── Source data ──

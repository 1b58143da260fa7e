//! Game constants. The playfield is fixed at build time.

use std::time::Duration;

use crate::frontend::Rgb;

/// Size of one grid tile in pixels.
pub const GRID_SIZE: i32 = 20;

/// Width and height of the square drawing surface in pixels.
pub const CANVAS_SIZE: i32 = 400;

/// Tiles per axis.
pub const TILE_COUNT: i32 = CANVAS_SIZE / GRID_SIZE;

/// Period of the recurring game tick.
pub const TICK_INTERVAL: Duration = Duration::from_millis(150);

/// How long the game-over indicator stays up before the automatic restart.
pub const RESTART_DELAY: Duration = Duration::from_millis(1500);

pub const BACKGROUND_COLOR: Rgb = Rgb(0x11, 0x11, 0x11);
pub const APPLE_COLOR: Rgb = Rgb(0xff, 0x00, 0xff);
pub const SNAKE_COLOR: Rgb = Rgb(0x00, 0xff, 0x99);

/// Log filter, in `env_logger` syntax.
pub const LOG_FILTER_ENV: &str = "TILE_SNAKE_LOG";

/// File the log is written to. Logging stays off when unset, the terminal is in raw mode.
pub const LOG_FILE_ENV: &str = "TILE_SNAKE_LOG_FILE";

#[cfg(test)]
mod tests {
    use super::*;

    #[test]
    fn grid_divides_canvas() {
        assert_eq!(CANVAS_SIZE % GRID_SIZE, 0);
        assert_eq!(TILE_COUNT, 20);
    }
}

───

• Exercise details: Please extract exactly, and only, the lines from the line containing "use super::*;" through the last line of the records.

• Answer section:
    use super::*;

    #[test]
    fn grid_divides_canvas() {
        assert_eq!(CANVAS_SIZE % GRID_SIZE, 0);
        assert_eq!(TILE_COUNT, 20);
    }
}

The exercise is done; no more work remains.